Erwin Schul­hoff stamm­te aus einer deutsch-jüdi­schen Musi­ker-Fami­lie und stu­dier­te am Pra­ger Kon­ser­va­to­ri­um sowie in Wien, Leip­zig und Köln. Gemein­sam mit Alo­is Habá ent­wickel­te er die Vier­tel­ton­mu­sik, wand­te sich jedoch auch dem Jazz zu. Aus sei­ner Jazz-Vor­lie­be schuf er 1930 die „Hot Sona­te“ für Alt­sa­xo­phon und Kla­vier. Beson­de­re Ver­dien­ste erwarb er sich durch die Ver­to­nung der Samm­lung „Volks­lie­der und Tän­ze aus Schle­sisch-Teschen“ von Josef Moj­zi­sek. Aus dem gleich­na­mi­gen Lie­der­zy­klus von Erwin Schul­hoff erklan­gen jetzt in Gold­kro­nach sechs wun­der­ba­re Volks­lie­der wie ein „Hoch­zeits­lied“ und dem Sper­ber und der Wach­tel gewid­me­te Volks­wei­sen.
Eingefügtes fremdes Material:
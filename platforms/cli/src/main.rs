use clap::Parser;
use log::info;
use ntur::loader::{tokenize, MachineLoader};
use ntur::{RunOutcome, TuringMachineError, MAX_EXECUTION_STEPS};
use std::path::PathBuf;
use std::process::ExitCode;

#[derive(Parser)]
#[clap(author, version, about, long_about = None, arg_required_else_help = true)]
struct Cli {
    /// The JSON machine description to execute
    #[clap(short, long)]
    machine: PathBuf,

    /// The input word (`[B]` is a blank, `"xy"` a multi-character symbol, `epsilon` the empty word)
    #[clap(short, long, default_value = "")]
    input: String,

    /// Maximum number of steps before giving up
    #[clap(short = 's', long, env = "NTUR_MAX_STEPS", default_value_t = MAX_EXECUTION_STEPS)]
    max_steps: usize,

    /// Remove unreachable and sink states before running
    #[clap(long)]
    prune: bool,

    /// Print a summary of the machine before running
    #[clap(long)]
    summary: bool,

    /// Print every generation of the execution
    #[clap(short = 'd', long)]
    debug: bool,
}

fn execute(cli: &Cli) -> Result<RunOutcome, TuringMachineError> {
    let mut machine = MachineLoader::load(&cli.machine)?;

    if cli.prune {
        let unreachable = machine.remove_unreachable()?;
        let sinks = machine.remove_sink_states()?;
        info!(
            "pruned {} unreachable and {} sink state(s)",
            unreachable, sinks
        );
    }

    if cli.summary {
        println!("{}\n", machine);
    }

    let input = tokenize(&cli.input, machine.blank_label());
    let mut run = machine
        .run_stepwise(&input)?
        .with_max_steps(Some(cli.max_steps));

    if cli.debug {
        for (step, generation) in run.by_ref().enumerate() {
            println!("Step: {}, Configurations: {}", step, machine.describe_set(&generation));
        }
    }

    Ok(run.finish())
}

fn main() -> ExitCode {
    env_logger::init();
    let cli = Cli::parse();

    match execute(&cli) {
        Ok(outcome) => {
            let code = match &outcome {
                RunOutcome::Accepted { steps, .. } => {
                    println!("Accepted after {} step(s).", steps);
                    0
                }
                RunOutcome::Rejected { steps } => {
                    println!("Rejected after {} step(s).", steps);
                    1
                }
                RunOutcome::BudgetExceeded { steps, configurations } => {
                    println!(
                        "Undetermined: {} configuration(s) still alive after {} step(s).",
                        configurations.len(),
                        steps
                    );
                    2
                }
                RunOutcome::Cancelled { steps, .. } => {
                    println!("Cancelled after {} step(s).", steps);
                    2
                }
            };
            ExitCode::from(code)
        }
        Err(e) => {
            eprintln!("Error: {}", e);
            ExitCode::from(3)
        }
    }
}
//! This module provides the `Interner`, a bidirectional mapping between external labels
//! (state names, tape symbols) and dense `usize` indices.

use crate::types::{LabelKind, TuringMachineError};
use std::collections::HashMap;
use std::fmt::Debug;
use std::hash::Hash;

/// Maps labels to dense indices `0..len` and back.
///
/// Indices are handed out in insertion order and never change, except through
/// [`Interner::rename`] (which keeps the index and swaps the label) or by rebuilding
/// the interner with [`Interner::retain`].
#[derive(Debug, Clone)]
pub struct Interner<L> {
    kind: LabelKind,
    labels: Vec<L>,
    indices: HashMap<L, usize>,
}

impl<L> Interner<L>
where
    L: Clone + Eq + Hash + Debug,
{
    /// Creates an empty interner for labels of the given kind.
    pub fn new(kind: LabelKind) -> Self {
        Self {
            kind,
            labels: Vec::new(),
            indices: HashMap::new(),
        }
    }

    /// Returns the index of `label`, allocating the next free one if it is new.
    pub fn intern(&mut self, label: L) -> usize {
        if let Some(&index) = self.indices.get(&label) {
            return index;
        }

        let index = self.labels.len();
        self.indices.insert(label.clone(), index);
        self.labels.push(label);
        index
    }

    /// Returns the index of `label` if it has been interned.
    pub fn get(&self, label: &L) -> Option<usize> {
        self.indices.get(label).copied()
    }

    /// Returns the index of `label`, or an `Unknown*` error.
    pub fn index_of(&self, label: &L) -> Result<usize, TuringMachineError> {
        self.get(label)
            .ok_or_else(|| TuringMachineError::unknown(self.kind, format!("{:?}", label)))
    }

    /// Returns the label stored at `index`, or an `Unknown*Index` error.
    pub fn label_of(&self, index: usize) -> Result<&L, TuringMachineError> {
        self.labels
            .get(index)
            .ok_or_else(|| TuringMachineError::unknown_index(self.kind, index))
    }

    /// Fails with an `Unknown*Index` error unless `index` is in range.
    pub fn check(&self, index: usize) -> Result<usize, TuringMachineError> {
        self.label_of(index).map(|_| index)
    }

    pub fn contains(&self, label: &L) -> bool {
        self.indices.contains_key(label)
    }

    pub fn len(&self) -> usize {
        self.labels.len()
    }

    pub fn is_empty(&self) -> bool {
        self.labels.is_empty()
    }

    /// Returns all labels in index order.
    pub fn labels(&self) -> &[L] {
        &self.labels
    }

    /// Iterates `(index, label)` pairs in index order.
    pub fn iter(&self) -> impl Iterator<Item = (usize, &L)> {
        self.labels.iter().enumerate()
    }

    /// Repoints the index of `old` to `new`.
    ///
    /// Fails with `AlreadyExists*` if `new` is already interned, and with `Unknown*`
    /// if `old` is not. On failure nothing changes.
    pub fn rename(&mut self, old: &L, new: L) -> Result<usize, TuringMachineError> {
        if self.contains(&new) {
            return Err(TuringMachineError::already_exists(
                self.kind,
                format!("{:?}", new),
            ));
        }

        let index = self.index_of(old)?;
        self.indices.remove(old);
        self.indices.insert(new.clone(), index);
        self.labels[index] = new;
        Ok(index)
    }

    /// Keeps only the indices for which `keep` returns true and compacts the rest.
    ///
    /// Returns the remapping table: `remap[old] == Some(new)` for kept labels.
    pub fn retain(&mut self, mut keep: impl FnMut(usize) -> bool) -> Vec<Option<usize>> {
        let mut remap = Vec::with_capacity(self.labels.len());
        let mut labels = Vec::new();

        for (index, label) in self.labels.drain(..).enumerate() {
            if keep(index) {
                remap.push(Some(labels.len()));
                labels.push(label);
            } else {
                remap.push(None);
            }
        }

        self.indices = labels
            .iter()
            .enumerate()
            .map(|(index, label)| (label.clone(), index))
            .collect();
        self.labels = labels;
        remap
    }

    /// Replaces every label at once, keeping the indices.
    ///
    /// `labels` must have exactly one entry per index and contain no duplicates.
    pub fn relabel(&mut self, labels: Vec<L>) -> Result<(), TuringMachineError> {
        if labels.len() != self.labels.len() {
            return Err(TuringMachineError::ValidationError(format!(
                "Expected {} labels, got {}",
                self.labels.len(),
                labels.len()
            )));
        }

        let mut indices = HashMap::with_capacity(labels.len());
        for (index, label) in labels.iter().enumerate() {
            if indices.insert(label.clone(), index).is_some() {
                return Err(TuringMachineError::already_exists(
                    self.kind,
                    format!("{:?}", label),
                ));
            }
        }

        self.labels = labels;
        self.indices = indices;
        Ok(())
    }
}
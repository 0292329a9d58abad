//! This module drives a machine generation by generation until it accepts, rejects or
//! runs out of budget.
//!
//! Acceptance is only checked on generations produced by a step, never on the initial
//! configuration. A run with no surviving branch is rejected; a run that hits its step
//! budget (or is cancelled) is undetermined, which is reported separately from rejection.

use crate::configuration::{Configuration, ConfigurationSet};
use crate::machine::TuringMachine;
use crate::types::TuringMachineError;
use log::debug;
use std::fmt::Debug;
use std::hash::Hash;
use std::sync::atomic::{AtomicBool, Ordering};
use std::sync::Arc;

/// The state of a run.
#[derive(Debug, Clone, Copy, PartialEq, Eq)]
pub enum RunStatus {
    Running,
    /// A generation contained an accepting configuration.
    Accepted,
    /// Every branch died.
    Rejected,
    /// The step budget was used up while branches were still alive.
    BudgetExceeded,
    /// The cancellation flag was raised.
    Cancelled,
}

impl RunStatus {
    pub fn is_terminal(self) -> bool {
        self != RunStatus::Running
    }
}

/// The final result of a run.
#[derive(Debug, Clone, PartialEq, Eq)]
pub enum RunOutcome {
    /// The machine accepted after `steps` steps; `accepting` holds the accepting branches.
    Accepted {
        steps: usize,
        accepting: ConfigurationSet,
    },
    /// No configuration survived step `steps`.
    Rejected { steps: usize },
    /// The budget ran out; `configurations` is the last live generation.
    BudgetExceeded {
        steps: usize,
        configurations: ConfigurationSet,
    },
    /// The run was cancelled; `configurations` is the last live generation.
    Cancelled {
        steps: usize,
        configurations: ConfigurationSet,
    },
}

impl RunOutcome {
    /// Number of steps performed before the run ended.
    pub fn steps(&self) -> usize {
        match self {
            RunOutcome::Accepted { steps, .. }
            | RunOutcome::Rejected { steps }
            | RunOutcome::BudgetExceeded { steps, .. }
            | RunOutcome::Cancelled { steps, .. } => *steps,
        }
    }

    pub fn status(&self) -> RunStatus {
        match self {
            RunOutcome::Accepted { .. } => RunStatus::Accepted,
            RunOutcome::Rejected { .. } => RunStatus::Rejected,
            RunOutcome::BudgetExceeded { .. } => RunStatus::BudgetExceeded,
            RunOutcome::Cancelled { .. } => RunStatus::Cancelled,
        }
    }

    pub fn is_accepted(&self) -> bool {
        matches!(self, RunOutcome::Accepted { .. })
    }

    /// True for outcomes that are real machine verdicts (accept or reject).
    pub fn is_halted(&self) -> bool {
        matches!(self, RunOutcome::Accepted { .. } | RunOutcome::Rejected { .. })
    }
}

/// A single run of a machine, consumed as an iterator of generations.
///
/// The first item is the initial generation; each following item is the result of one
/// more step. Iteration ends after the generation that accepts or is empty, or once
/// the budget is used up. Without a budget, a machine that never halts yields forever.
pub struct Run<'a, S, A> {
    machine: &'a TuringMachine<S, A>,
    current: ConfigurationSet,
    steps: usize,
    status: RunStatus,
    max_steps: Option<usize>,
    cancel: Option<Arc<AtomicBool>>,
    started: bool,
}

impl<'a, S, A> Run<'a, S, A>
where
    S: Clone + Eq + Hash + Debug,
    A: Clone + Eq + Hash + Debug,
{
    /// Starts a run from a single configuration.
    pub fn new(machine: &'a TuringMachine<S, A>, initial: Configuration) -> Self {
        Self::from_set(machine, initial.into())
    }

    /// Starts a run from an arbitrary generation.
    pub fn from_set(machine: &'a TuringMachine<S, A>, configurations: ConfigurationSet) -> Self {
        Self {
            machine,
            current: configurations,
            steps: 0,
            status: RunStatus::Running,
            max_steps: None,
            cancel: None,
            started: false,
        }
    }

    /// Limits the run to `max_steps` steps (`None` means unbounded).
    pub fn with_max_steps(mut self, max_steps: Option<usize>) -> Self {
        self.max_steps = max_steps;
        self
    }

    /// Stops the run as soon as `flag` is raised. The flag is polled once per step.
    pub fn with_cancel(mut self, flag: Arc<AtomicBool>) -> Self {
        self.cancel = Some(flag);
        self
    }

    pub fn status(&self) -> RunStatus {
        self.status
    }

    pub fn steps(&self) -> usize {
        self.steps
    }

    /// The most recent generation.
    pub fn current(&self) -> &ConfigurationSet {
        &self.current
    }

    /// The outcome of the run, once it has ended.
    pub fn outcome(&self) -> Option<RunOutcome> {
        let steps = self.steps;
        match self.status {
            RunStatus::Running => None,
            RunStatus::Accepted => Some(RunOutcome::Accepted {
                steps,
                accepting: self.machine.accepting_configurations(&self.current),
            }),
            RunStatus::Rejected => Some(RunOutcome::Rejected { steps }),
            RunStatus::BudgetExceeded => Some(RunOutcome::BudgetExceeded {
                steps,
                configurations: self.current.clone(),
            }),
            RunStatus::Cancelled => Some(RunOutcome::Cancelled {
                steps,
                configurations: self.current.clone(),
            }),
        }
    }

    /// Drives the run to its end and returns the outcome.
    pub fn finish(mut self) -> RunOutcome {
        loop {
            if let Some(outcome) = self.outcome() {
                return outcome;
            }
            self.advance();
        }
    }

    fn budget_spent(&self) -> bool {
        self.max_steps.is_some_and(|max| self.steps >= max)
    }

    fn cancelled(&self) -> bool {
        self.cancel
            .as_ref()
            .is_some_and(|flag| flag.load(Ordering::Relaxed))
    }

    /// Moves to the next generation and returns it, or `None` if the run has ended.
    fn advance(&mut self) -> Option<&ConfigurationSet> {
        if !self.started {
            self.started = true;
            if self.budget_spent() {
                self.status = RunStatus::BudgetExceeded;
            }
            return Some(&self.current);
        }

        if self.status.is_terminal() {
            return None;
        }

        if self.cancelled() {
            debug!("run cancelled after {} step(s)", self.steps);
            self.status = RunStatus::Cancelled;
            return None;
        }

        let next = self.machine.step(&self.current);
        self.steps += 1;

        self.status = if next.is_empty() {
            RunStatus::Rejected
        } else if next.iter().any(|c| self.machine.is_accepting(c)) {
            RunStatus::Accepted
        } else if self.budget_spent() {
            RunStatus::BudgetExceeded
        } else {
            RunStatus::Running
        };

        debug!(
            "step {}: {} configuration(s) alive, status {:?}",
            self.steps,
            next.len(),
            self.status
        );

        self.current = next;
        Some(&self.current)
    }
}

impl<S, A> Iterator for Run<'_, S, A>
where
    S: Clone + Eq + Hash + Debug,
    A: Clone + Eq + Hash + Debug,
{
    type Item = ConfigurationSet;

    fn next(&mut self) -> Option<Self::Item> {
        self.advance().cloned()
    }
}

impl<S, A> TuringMachine<S, A>
where
    S: Clone + Eq + Hash + Debug,
    A: Clone + Eq + Hash + Debug,
{
    /// Starts a lazy run over `input`. See [`Run`].
    pub fn run_stepwise(&self, input: &[A]) -> Result<Run<'_, S, A>, TuringMachineError> {
        let initial = self.initial_configuration(input)?;
        Ok(Run::new(self, initial))
    }

    /// Runs the machine on `input` for at most `max_steps` steps.
    pub fn run(
        &self,
        input: &[A],
        max_steps: Option<usize>,
    ) -> Result<RunOutcome, TuringMachineError> {
        let outcome = self
            .run_stepwise(input)?
            .with_max_steps(max_steps)
            .finish();
        debug!(
            "run finished after {} step(s): {:?}",
            outcome.steps(),
            outcome.status()
        );
        Ok(outcome)
    }

    /// Returns true if the machine accepts `input` within `max_steps` steps.
    pub fn accepts(
        &self,
        input: &[A],
        max_steps: Option<usize>,
    ) -> Result<bool, TuringMachineError> {
        Ok(self.run(input, max_steps)?.is_accepted())
    }
}

#[cfg(test)]
mod tests {
    use super::*;
    use crate::types::Direction::{self, Left, Right, Stay};

    fn s(label: &str) -> String {
        label.to_string()
    }

    fn word(input: &str) -> Vec<String> {
        input.chars().map(|c| c.to_string()).collect()
    }

    fn machine(
        initial: &str,
        accepting: &[&str],
        rules: &[(&str, &str, &[(&str, &str, Direction)])],
    ) -> TuringMachine {
        let mut machine = TuringMachine::new(s("B"));
        machine.add_initial_state(s(initial));
        for state in accepting {
            machine.add_accepting_state(s(state));
        }
        for (state, read, outcomes) in rules {
            machine.add_transition(
                s(state),
                s(read),
                outcomes.iter().map(|(next, write, dir)| (s(next), s(write), *dir)),
            );
        }
        machine
    }

    fn increment() -> TuringMachine {
        machine(
            "q0",
            &["qF"],
            &[
                ("q0", "1", &[("q0", "1", Right)]),
                ("q0", "B", &[("qF", "1", Stay)]),
            ],
        )
    }

    #[test_log::test]
    fn test_unary_increment_accepts() {
        let machine = increment();

        let outcome = machine.run(&word("111"), Some(10)).unwrap();
        match outcome {
            RunOutcome::Accepted { steps, accepting } => {
                assert_eq!(steps, 4);
                assert_eq!(accepting.len(), 1);
                let last = accepting.iter().next().unwrap();
                assert_eq!(last.head(), 3);
                assert_eq!(last.tape().trimmed(), vec![1, 1, 1, 1]);
                assert_eq!(last.last_read(), Some(0));
            }
            other => panic!("Expected Accepted, got {:?}", other),
        }
    }

    #[test]
    fn test_missing_transition_rejects() {
        let mut machine = machine("q0", &["qF"], &[("q0", "1", &[("q0", "1", Right)])]);
        machine.add_input_symbol(s("x"));

        let outcome = machine.run(&word("1x1"), Some(10)).unwrap();
        assert_eq!(outcome, RunOutcome::Rejected { steps: 2 });
        assert!(outcome.is_halted());
    }

    #[test]
    fn test_nondeterministic_branch_finds_acceptance() {
        // q2 walks left forever; q1 accepts two steps in.
        let machine = machine(
            "q0",
            &["q3"],
            &[
                ("q0", "0", &[("q1", "0", Right), ("q2", "0", Left)]),
                ("q1", "B", &[("q3", "B", Right)]),
                ("q2", "B", &[("q2", "B", Left)]),
            ],
        );

        let outcome = machine.run(&word("0"), Some(100)).unwrap();
        assert_eq!(outcome.steps(), 2);
        assert!(outcome.is_accepted());
    }

    #[test]
    fn test_budget_exceeded_is_not_rejection() {
        let machine = machine("q0", &["qF"], &[("q0", "B", &[("q0", "B", Right)])]);

        match machine.run(&[], Some(5)).unwrap() {
            RunOutcome::BudgetExceeded {
                steps,
                configurations,
            } => {
                assert_eq!(steps, 5);
                assert_eq!(configurations.len(), 1);
                assert_eq!(configurations.iter().next().unwrap().head(), 5);
            }
            other => panic!("Expected BudgetExceeded, got {:?}", other),
        }
    }

    #[test]
    fn test_zero_budget_performs_no_step() {
        let machine = increment();

        let outcome = machine.run(&word("1"), Some(0)).unwrap();
        assert_eq!(outcome.status(), RunStatus::BudgetExceeded);
        assert_eq!(outcome.steps(), 0);
    }

    #[test]
    fn test_initial_accepting_state_is_not_checked() {
        let accepting_start = machine("q0", &["q0"], &[]);

        assert_eq!(
            accepting_start.run(&word(""), None).unwrap(),
            RunOutcome::Rejected { steps: 1 }
        );
    }

    #[test]
    fn test_stepwise_yields_every_generation() {
        let machine = increment();

        let generations: Vec<ConfigurationSet> =
            machine.run_stepwise(&word("11")).unwrap().collect();

        assert_eq!(generations.len(), 4);
        assert_eq!(generations[0].iter().next().unwrap().head(), 0);
        assert_eq!(generations[2].iter().next().unwrap().head(), 2);
        assert!(generations[3]
            .iter()
            .all(|configuration| machine.is_accepting(configuration)));
    }

    #[test]
    fn test_stepwise_is_infinite_without_budget() {
        let machine = machine("q0", &[], &[("q0", "B", &[("q0", "B", Left)])]);

        let run = machine.run_stepwise(&[]).unwrap();
        assert_eq!(run.take(50).count(), 50);
    }

    #[test]
    fn test_run_status_tracking() {
        let machine = increment();
        let mut run = machine.run_stepwise(&word("1")).unwrap();

        assert_eq!(run.status(), RunStatus::Running);
        assert!(run.outcome().is_none());
        run.next();
        run.next();
        assert_eq!(run.steps(), 1);
        run.next();
        assert_eq!(run.status(), RunStatus::Accepted);
        assert!(run.next().is_none());
        assert!(run.outcome().unwrap().is_accepted());
    }

    #[test]
    fn test_cancelled_run() {
        let machine = machine("q0", &[], &[("q0", "B", &[("q0", "B", Right)])]);
        let flag = Arc::new(AtomicBool::new(false));

        let mut run = machine
            .run_stepwise(&[])
            .unwrap()
            .with_cancel(flag.clone());
        run.next();
        run.next();
        flag.store(true, Ordering::Relaxed);

        match run.finish() {
            RunOutcome::Cancelled {
                steps,
                configurations,
            } => {
                assert_eq!(steps, 1);
                assert_eq!(configurations.len(), 1);
            }
            other => panic!("Expected Cancelled, got {:?}", other),
        }
    }

    #[test]
    fn test_run_from_set() {
        let machine = increment();
        let configurations: ConfigurationSet = [
            machine.initial_configuration(&word("1")).unwrap(),
            machine.initial_configuration(&word("11")).unwrap(),
        ]
        .into_iter()
        .collect();

        let outcome = Run::from_set(&machine, configurations).finish();
        assert_eq!(outcome.steps(), 2);
        match outcome {
            RunOutcome::Accepted { accepting, .. } => assert_eq!(accepting.len(), 1),
            other => panic!("Expected Accepted, got {:?}", other),
        }
    }

    #[test]
    fn test_accepts() {
        let machine = increment();

        assert!(machine.accepts(&word("111"), Some(10)).unwrap());
        assert!(!machine.accepts(&word("111"), Some(2)).unwrap());
        assert!(machine.accepts(&word("9"), None).is_err());
    }
}
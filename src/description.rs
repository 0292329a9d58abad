//! This module defines `MachineDescription`, a plain-data, serde-friendly form of a
//! machine, and the conversions between it and `TuringMachine`.

use crate::machine::TuringMachine;
use crate::types::{Direction, TuringMachineError, DEFAULT_BLANK_SYMBOL};
use serde::{Deserialize, Serialize};
use std::fmt::Debug;
use std::hash::Hash;

fn default_blank<A: From<&'static str>>() -> A {
    A::from(DEFAULT_BLANK_SYMBOL)
}

/// The outcomes of one `(state, read)` key.
#[derive(Debug, Clone, PartialEq, Eq, Serialize, Deserialize)]
pub struct DeltaEntry<S = String, A = String> {
    pub state: S,
    pub read: A,
    pub outcomes: Vec<(S, A, Direction)>,
}

/// A complete machine as plain data.
///
/// Only `blank` has a default; every list may be omitted. States and symbols that
/// only appear in `delta` are added when the machine is built.
#[derive(Debug, Clone, PartialEq, Eq, Serialize, Deserialize)]
#[serde(bound(
    serialize = "S: Serialize, A: Serialize",
    deserialize = "S: Deserialize<'de>, A: Deserialize<'de> + From<&'static str>"
))]
pub struct MachineDescription<S = String, A = String> {
    #[serde(default)]
    pub states: Vec<S>,
    #[serde(default)]
    pub sigma: Vec<A>,
    #[serde(default)]
    pub gamma: Vec<A>,
    #[serde(default = "default_blank")]
    pub blank: A,
    #[serde(default)]
    pub initial: Option<S>,
    #[serde(default)]
    pub accepting: Vec<S>,
    #[serde(default)]
    pub delta: Vec<DeltaEntry<S, A>>,
}

impl<S, A> TuringMachine<S, A>
where
    S: Clone + Eq + Hash + Debug,
    A: Clone + Eq + Hash + Debug,
{
    /// Builds a machine from `description`.
    ///
    /// Fails if the blank is listed as an input symbol, or if the initial or an accepting
    /// state is mentioned nowhere else.
    pub fn from_description(
        description: &MachineDescription<S, A>,
    ) -> Result<Self, TuringMachineError> {
        if description.sigma.contains(&description.blank) {
            return Err(TuringMachineError::ValidationError(format!(
                "Blank symbol {:?} cannot be an input symbol",
                description.blank
            )));
        }

        let mut machine = TuringMachine::new(description.blank.clone());

        for state in &description.states {
            machine.add_state(state.clone());
        }
        for symbol in &description.gamma {
            machine.add_tape_symbol(symbol.clone());
        }
        for symbol in &description.sigma {
            machine.add_input_symbol(symbol.clone());
        }
        for entry in &description.delta {
            machine.add_transition(
                entry.state.clone(),
                entry.read.clone(),
                entry.outcomes.iter().cloned(),
            );
        }

        if let Some(initial) = &description.initial {
            machine.set_initial_state(initial)?;
        }
        machine.set_accepting(&description.accepting)?;

        Ok(machine)
    }

    /// Returns a description that rebuilds an equivalent machine.
    pub fn to_description(&self) -> MachineDescription<S, A> {
        let states = self.states();
        let symbols = self.tape_symbols();

        MachineDescription {
            states: states.to_vec(),
            sigma: self.input_symbols().into_iter().cloned().collect(),
            gamma: symbols.iter().skip(1).cloned().collect(),
            blank: self.blank_label().clone(),
            initial: self.initial_state_label().cloned(),
            accepting: self.accepting_state_labels().into_iter().cloned().collect(),
            delta: self
                .table
                .entries()
                .map(|((state, read), outcomes)| DeltaEntry {
                    state: states[state].clone(),
                    read: symbols[read].clone(),
                    outcomes: outcomes
                        .iter()
                        .map(|outcome| {
                            (
                                states[outcome.next_state].clone(),
                                symbols[outcome.write].clone(),
                                outcome.direction,
                            )
                        })
                        .collect(),
                })
                .collect(),
        }
    }
}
Es ist der Sopra­ni­stin Irena Trou­powá und dem Kla­vier­vir­tuo­sen Jan Dušek zu ver­dan­ken gewe­sen, dass die Wer­ke von Vik­tor Ull­mann, Pavel Haas und Erwin Schul­hoff bei dem Kon­zert in der Gold­kro­nacher Stadt­kir­che auf höch­stem musi­ka­li­schen Niveau dar­ge­bo­ten wur­den. Obwohl von der Inter­pre­ta­ti­on Alter Musik kom­mend fin­det sich Irena Trou­powá im Kunst­lied der Moder­nen wun­der­bar zurecht. Mit einem eben­so kla­ren wie aus­drucks­star­ken Stimm­vo­lu­men mei­ster­te sie die­sen anspruchs­vol­len und nahe­zu zwei­stün­di­gen Kon­zert­abend bra­vou­rös. Das Zusam­men­spiel mit dem erst­klas­si­gen Pia­ni­sten Jan Dušek gelang über die gesam­te Kon­zert­dau­er her­vor­ra­gend. Das Kon­zert­pro­gramm tat jedoch gut dar­an, durch die bei­den Kla­vier-Kom­po­si­tio­nen von Pavel Haas und Vik­tor Ull­mann dem Pia­ni­sten Jan Dušek auch die Gele­gen­heit zu geben, sein Spit­zen­kön­nen als Kla­vier­vir­tuo­se unter ein­drucks­vol­len Beweis zu stel­len. Dabei stand Jan Dušek mit dem Salon­flü­gel A‑170 der Stein­gra­eber-Kla­vier­ma­nu­fak­tur ein wun­der­ba­res Instru­ment zur Ver­fü­gung.

Das Publi­kum dank­te den bei­den Künst­lern ihre groß­ar­ti­gen Dar­bie­tun­gen mit nicht enden wol­len­dem Applaus. Es war schön, dass sich für die­ses anspruchs­vol­le Kon­zert des Festi­vals Jun­ger Künst­ler ein so zahl­rei­ches wie auf­ge­schlos­se­nes Publi­kum ein­ge­fun­den hat­te. Die kul­tur­po­li­ti­sche Bot­schaft des Gold­kro­nacher Kon­zert­abends lau­tet: auch wenn jüdi­sche Künst­ler von der natio­nal­so­zia­li­sti­schen Dik­ta­tur aus­ge­grenzt, ver­femt, ver­folgt und ermor­det wur­den, hat ihr groß­ar­ti­ges künst­le­ri­sches Schaf­fen die NS-Dik­ta­tur über­lebt, wur­de nicht aus­ge­löscht und erfreut sich auch heu­te eines dank­ba­ren Publi­kums.